「この人が出ているドラマは外れなし」――最近、野呂佳代(42)についてそう言われることが増えた。バカリズム脚本の作品をはじめ、ここ数年の連続ドラマで存在感を放ち続け、2026年春には『銀河の一票』(フジテレビ系)ではメイン級の大役に抜擢。プロデューサーは『カルテット』『エルピス』の佐野亜裕美。主演は黒木華という文句のつけようのない座組である。
だが彼女がここに辿り着くまでの道のりを思い返すと、その「いま」がいかに不思議で感慨深いものか、改めて感じ入ってしまう。
彼女のキャリアの出発点は、2006年のAKB48第2期メンバーオーディションだ。実際は22歳なのに履歴書を「20歳」と詐称し、応募写真は縦に引き伸ばして加工――そんな経緯まで本人が後に『あちこちオードリー』(テレビ東京、2022年1月12日)で告白している。
「自信があるわりに卑屈で、すぐ調子に乗る」
最終選考では「あいつ呼んだのだれ?」と場違いな空気になったが、秋元康の「面白いじゃん」のひと言で合格。
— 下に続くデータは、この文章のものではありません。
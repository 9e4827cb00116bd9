//! Assembly of the cleaned, date-keyed output table.

use chrono::NaiveDate;
use tracing::debug;

use crate::error::{CleanError, Result};

/// The cleaned time series: one row per calendar period, one column per
/// reconciled category, values numeric or explicitly missing. The sole
/// durable output of a pipeline run; owned by the caller once returned.
#[derive(Debug, Clone, PartialEq)]
pub struct TimeSeries {
    pub columns: Vec<String>,
    pub rows: Vec<SeriesRow>,
}

#[derive(Debug, Clone, PartialEq)]
pub struct SeriesRow {
    pub date: NaiveDate,
    pub values: Vec<Option<f64>>,
}

impl TimeSeries {
    /// Values of one column, in row order. Test and inspection helper.
    pub fn column(&self, name: &str) -> Option<Vec<Option<f64>>> {
        let idx = self.columns.iter().position(|c| c == name)?;
        Some(self.rows.iter().map(|row| row.values[idx]).collect())
    }
}

/// A parsed but unordered row, still carrying its source label so that a
/// collision can be reported in the source's own terms.
#[derive(Debug)]
pub struct KeyedRow {
    pub label: String,
    pub date: NaiveDate,
    pub values: Vec<Option<f64>>,
}

/// Key rows by date, sort ascending, reject duplicates, and truncate to
/// periods on or after `start`.
///
/// A duplicate date means two source labels collapsed to one period. That is
/// surfaced as an error, never merged: alias summation has already happened
/// upstream, so a collision here is a labeling fault in the source.
pub fn assemble(
    columns: Vec<String>,
    mut keyed: Vec<KeyedRow>,
    start: NaiveDate,
) -> Result<TimeSeries> {
    keyed.sort_by_key(|row| row.date);
    for pair in keyed.windows(2) {
        if pair[0].date == pair[1].date {
            return Err(CleanError::DuplicateDate {
                date: pair[0].date,
                first: pair[0].label.clone(),
                second: pair[1].label.clone(),
            });
        }
    }

    let total = keyed.len();
    let rows: Vec<SeriesRow> = keyed
        .into_iter()
        .filter(|row| row.date >= start)
        .map(|row| SeriesRow {
            date: row.date,
            values: row.values,
        })
        .collect();
    debug!(kept = rows.len(), total, %start, "assembled series");

    Ok(TimeSeries { columns, rows })
}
メジャーデビューシングル「会いたかった」では当時最年長記録で選抜入りを果たすが、本人いわく「張り切りすぎて前田敦子ら人気メンバーを押しのけてカメラにアピール」した結果、総スカン。
スタッフに対しても「ロケハンとか誰かやった?」とイジって嫌われ、グループを辞める時には「いいっすわ。こんなんだったらできないから」と引き留めも突っぱねた。
姉妹グループのキャプテンを経てアイドルを離れたのは28歳。以降はバラエティ番組で「男性芸人にイジられる枠」として扱われる時期が長かったが、本人は後にその時期について「悔しくてたまらないよ」「何年も何年も模索していた」と当時の苦さも明るく語っている(『ボクらの時代』フジテレビ、2024年7月7日)。
『ゴッドタン』の佐久間宣行プロデューサーは、彼女についてこう評している。
「自信があるわりに卑屈で、すぐ調子に乗る。それがおもしろい」(『Quick Japan』vol.183、QJ Web 2026年4月23日配信)。